In what follows, we measure the computational time of all algorithms per data point. The results in Table 5 show that GB-FCM is the most effective algorithm because it takes smallest computational time to process a data point. The average results also demonstrate that FHCA is the worst algorithm for this matter.
Analogously, the comparison of computational time of all algorithms per the number of clusters in Table 6 also shows that GB-FCM is the most effective algorithms. This is the second remark from the experiments.
Next, we find out which algorithm is the most effective in all types of data (simulated and real). The results from Tables 4, 5 and 6 clearly show that GB-FCM is the fastest algorithm among all. Just to give an example: the computational time of GB-FCM on D 4 is 4.31, 11.49, 7.1, 10.8 and 140 times faster than those of DB-FCM, FCM, psFCM, neural network and FHCA, respectively. This is the third remark from the experiments.
4.3 The Comparison of the Computational Time for Finding Representatives
In Table 7, we describe the number of representatives and the related computational time of algorithms. The results show that GB-FCM finds representatives faster than DB-FCM and other algorithms. However, the number of representatives produced by GB-FCM is larger than that by DB-FCM.
Now, we illustrate the dataset D 1 (Fig. 16), the representatives and their centers produced by GB-FCM (Fig. 17) and DB-FCM (Fig. 18).
4.4 The Comparison of Clustering Quality
Table 8 measures the DB values of algorithms. The results reveal that the DB values of the proposed algorithms are approximate to that of FCM and mostly smaller than those of the relevant works. Moreover, the statement in Theorem 5 affirming that the clustering quality of DB-FCM is better than that of GB-FCM has been verified.
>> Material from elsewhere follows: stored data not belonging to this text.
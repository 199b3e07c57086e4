//! Request dispatch.
//!
//! Turns one parsed [`Request`] into the replies for its client by
//! calling the shared [`Brokerage`]. This is where the boundary checks
//! the actor against the target customer before touching the core:
//!
//! - `R` needs no actor.
//! - `D`, `W`, `N`, `O`, `B` require the actor to own the target
//!   customer or be an ADMIN.
//! - `X` is checked by the order engine itself.
//! - `M` requires an ADMIN.
//!
//! Requests carrying an unknown actor are refused with `UNAUTHORIZED`.

use broker_core::{BrokerError, BrokerResult, Brokerage, CustomerId, Role};
use broker_protocol::{parse_request_line, Reply, Request};
use tracing::{debug, warn};

/// Parse and dispatch one raw line. Blank and comment lines produce no
/// replies; unparseable lines produce a single `INVALID_ARGUMENT` error.
pub async fn handle_line(brokerage: &Brokerage, line: &str) -> Vec<Reply> {
    match parse_request_line(line) {
        Ok(Some(req)) => handle_request(brokerage, req).await,
        Ok(None) => Vec::new(),
        Err(e) => {
            debug!(line, error = %e, "rejecting malformed line");
            vec![Reply::error(&BrokerError::InvalidArgument(e.to_string()))]
        }
    }
}

/// Dispatch one request and collect its replies in order.
pub async fn handle_request(brokerage: &Brokerage, req: Request) -> Vec<Reply> {
    match execute(brokerage, req).await {
        Ok(replies) => replies,
        Err(e) => {
            if e.is_retryable() {
                warn!(error = %e, "request lost a commit race");
            } else {
                debug!(error = %e, "request rejected");
            }
            vec![Reply::error(&e)]
        }
    }
}

async fn execute(b: &Brokerage, req: Request) -> BrokerResult<Vec<Reply>> {
    if let Some(actor) = req.actor() {
        ensure_known(b, actor)?;
    }

    match req {
        Request::Register { username, password } => {
            b.register(&username, &password, Role::Customer)?;
            Ok(vec![Reply::ok(format!("registered {}", username.trim()))])
        }

        Request::Deposit {
            actor,
            customer,
            amount,
        } => {
            authorize(b, &actor, &customer, "deposit")?;
            b.deposit_cash(&customer, amount).await?;
            Ok(vec![Reply::ok(format!("deposited {}", amount.normalize()))])
        }

        Request::Withdraw {
            actor,
            customer,
            amount,
            iban,
        } => {
            authorize(b, &actor, &customer, "withdraw")?;
            b.withdraw_cash(&customer, amount, &iban).await?;
            Ok(vec![Reply::ok(format!("withdrew {}", amount.normalize()))])
        }

        Request::CreateOrder {
            actor,
            customer,
            asset,
            side,
            price,
            size,
        } => {
            authorize(b, &actor, &customer, "create order")?;
            let order = b.create_order(&customer, &asset, side, price, size).await?;
            Ok(vec![Reply::order(&order, customer)])
        }

        Request::ListOrders {
            actor,
            customer,
            filter,
        } => {
            authorize(b, &actor, &customer, "list orders")?;
            let orders = b.list_orders(&customer, &filter)?;
            let count = orders.len();
            let mut replies: Vec<Reply> = orders
                .iter()
                .map(|o| Reply::order(o, customer.as_str()))
                .collect();
            replies.push(Reply::End(count));
            Ok(replies)
        }

        Request::CancelOrder { actor, order_id } => {
            let order = b.cancel_order(order_id, &actor).await?;
            Ok(vec![Reply::ok(format!("cancelled {}", order.id))])
        }

        Request::MatchOrder { actor, order_id } => {
            if !b.directory().is_admin(&actor) {
                return Err(unauthorized(&actor, "match order"));
            }
            let order = b.match_order(order_id).await?;
            Ok(vec![Reply::ok(format!("matched {}", order.id))])
        }

        Request::ListBalances {
            actor,
            customer,
            asset,
        } => {
            authorize(b, &actor, &customer, "list balances")?;
            let balances = b.list_balances(&customer, asset.as_deref())?;
            let count = balances.len();
            let mut replies: Vec<Reply> = balances
                .iter()
                .map(|a| Reply::balance(a, customer.as_str()))
                .collect();
            replies.push(Reply::End(count));
            Ok(replies)
        }
    }
}

fn ensure_known(b: &Brokerage, actor: &str) -> BrokerResult<()> {
    b.directory()
        .resolve_customer_id(actor)
        .map(|_| ())
        .map_err(|_| unauthorized(actor, "act"))
}

/// Resolve `customer` and check that `actor` may act on it.
fn authorize(
    b: &Brokerage,
    actor: &str,
    customer: &str,
    action: &'static str,
) -> BrokerResult<CustomerId> {
    // Only ADMINs learn whether someone else's account exists.
    let target = match b.directory().resolve_customer_id(customer) {
        Ok(id) => id,
        Err(e) if b.directory().is_admin(actor) => return Err(e),
        Err(_) => return Err(unauthorized(actor, action)),
    };
    if b.directory().may_act(actor, target) {
        Ok(target)
    } else {
        Err(unauthorized(actor, action))
    }
}

fn unauthorized(actor: &str, action: &'static str) -> BrokerError {
    BrokerError::Unauthorized {
        actor: actor.to_string(),
        action,
    }
}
4.5 Summary of the Findings
It has been observed from the experimental results in Sections 4.2–4.4 that clustering qualities of the proposed works (GB-FCM and DB-FCM) are approximate to that of FCM and mostly better than those of other algorithms. It is understandable because FCM is the original clustering algorithm while others are the approximate methods, which were created to handle the problem of processing large datasets. According to Fig. 19 where the average DB values of all algorithms are illustrated, we realize that the clustering quality of DB-FCM is better than psFCM, neural network and FHCA. GB-FCM is approximate to these algorithms in terms of clustering quality. The clustering quality of DB-FCM is better than those of other algorithms because it creates good representations through the process of forming and merging ‘weak’ clusters into ‘strong’ ones. Therefore, cluster centers are nearly identical to the optimal results. In GB-FCM, the representatives are fixed into meshes of the grid, which somehow do not reflect the nature of dataset, thus making the limitation of GB-FCM regarding clustering quality as compared with DB-FCM. Thus, when selecting an approximation algorithm that has good clustering quality, DB-FCM is the first choice.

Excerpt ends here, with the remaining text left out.